Friday, July 4, 2014

Ida Lupino (1918-1995)


Born in 1918 in Camberwell, London to a musical, theatrical family, the English-American Ida Lupino was a staple throughout noir cinema as an actress, and also became one of Hollywood’s ground-breaking female directors. Though she often referred to herself (as an actress) as the “poor man’s Bette Davis” or (as a director) as the “poor man’s Don Siegel,” the actress, director, screenwriter, and producer left an indelible mark on Hollywood and forced her way into independent filmmaking at a time when there were simply no female directors.

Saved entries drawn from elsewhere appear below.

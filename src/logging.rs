// Centralized logging setup for tracing with runtime log level, file logging, and structured output
use std::env;
use std::fs;
use std::path::Path;
use std::sync::OnceLock; // For global file guard
use tracing_subscriber::{
    fmt,
    EnvFilter,
    layer::{SubscriberExt, Layer},
    util::SubscriberInitExt,
};

static FILE_GUARD: OnceLock<tracing_appender::non_blocking::WorkerGuard> = OnceLock::new();

const CRATE_TARGET: &str = "stockbot_dashboard";

pub fn init_logging(bin_name: &str) -> eyre::Result<()> {
    // Load log levels for console and file from env
    let console_log_level = env::var("CONSOLE_LOG_LEVEL").unwrap_or_else(|_| "INFO".to_string());
    let file_log_level = env::var("FILE_LOG_LEVEL").unwrap_or_else(|_| "INFO".to_string());

    // Load file log flag from env
    let log_to_file = env::var("LOG_TO_FILE").unwrap_or_else(|_| "false".to_string()) == "true";

    // Filter dependencies to "warn", our own crate (and the running binary) to the configured level
    let console_filter = crate_filter(bin_name, &console_log_level);
    let file_filter = crate_filter(bin_name, &file_log_level);

    // Console layer: always enabled, pretty human-readable logs
    let console_layer = fmt::Layer::new()
        .pretty()
        .with_filter(console_filter);

    if log_to_file {
        let timestamp = chrono::Local::now().format("%Y-%m-%d_%H-%M-%S").to_string();
        let log_dir = Path::new("logs");
        fs::create_dir_all(log_dir)?;
        let log_file_name = format!("{}_{}.log", bin_name, timestamp);

        let file_appender = tracing_appender::rolling::never(log_dir, log_file_name);
        let (non_blocking, guard) = tracing_appender::non_blocking(file_appender);
        FILE_GUARD.set(guard).ok(); // Keep the writer alive for the whole process

        // File layer: structured JSON logs with UTC timestamps
        let file_layer = fmt::Layer::new()
            .json()
            .with_writer(non_blocking)
            .with_timer(fmt::time::UtcTime::rfc_3339())
            .with_filter(file_filter);

        tracing_subscriber::registry()
            .with(console_layer)
            .with(file_layer)
            .try_init()?;
    } else {
        tracing_subscriber::registry()
            .with(console_layer)
            .try_init()?;
    }

    Ok(())
}

fn crate_filter(bin_name: &str, level: &str) -> EnvFilter {
    let bin_target = bin_name.replace('-', "_");
    EnvFilter::try_new(format!("warn,{}={},{}={}", CRATE_TARGET, level, bin_target, level))
        .unwrap_or_else(|_| EnvFilter::new(format!("warn,{}=info", CRATE_TARGET)))
}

She began her career as an actress, during her teenage years, where she was bleached blonde in order to mimic the look of Hollywood starlets like Jean Harlow. But the young Lupino quickly made a solid impression in Hollywood — both positive and negative. She took her career seriously and refused to take roles than she considered silly or beneath her dignity, including an endless stream of Bette Davis cast-offs. As a result, Hollywood considered her stubborn and difficult, and she was put on “probation” many times.

Throughout the ‘30s, she was mostly in sentimental dramas or romantic comedies, though there was the occasional musical or war flick, such as The Lone Wolf Spy Hunt (1939) with Rita Hayworth. 1939 was a major year for Lupino’s career – she finally impressed Hollywood with her role in drama film The Light That Failed (1939). She also had a starring role in The Adventures of Sherlock Holmes alongside Nigel Bruce and Basil Rathbone; she would return to B films throughout her career.

Lupino is the undisputed queen of film noir – she was not only the single woman to direct a film noir during its classic period (1941 to 1959), but she starred in many of them, including They Drive by Night (1940), High Sierra (1941), Out of the Fog (1941), Ladies in Retirement (1941), Moontide (1942), The Man I Love (1947), Road House (1948), Lust for Gold (1949), Woman in Hiding (1950), On Dangerous Ground (1951), Beware, My Lovely (1952), Private Hell 36 (1954),  which she also wrote, The Big Knife (1955), While the City Sleeps (1956), and The Strangers in 7A (1972). She was always memorable, regardless of the role, though she was generally cast as a femme fatale or a particularly independent woman (as in While the City Sleeps, where she co-stars as a journalist turned newspaper executive).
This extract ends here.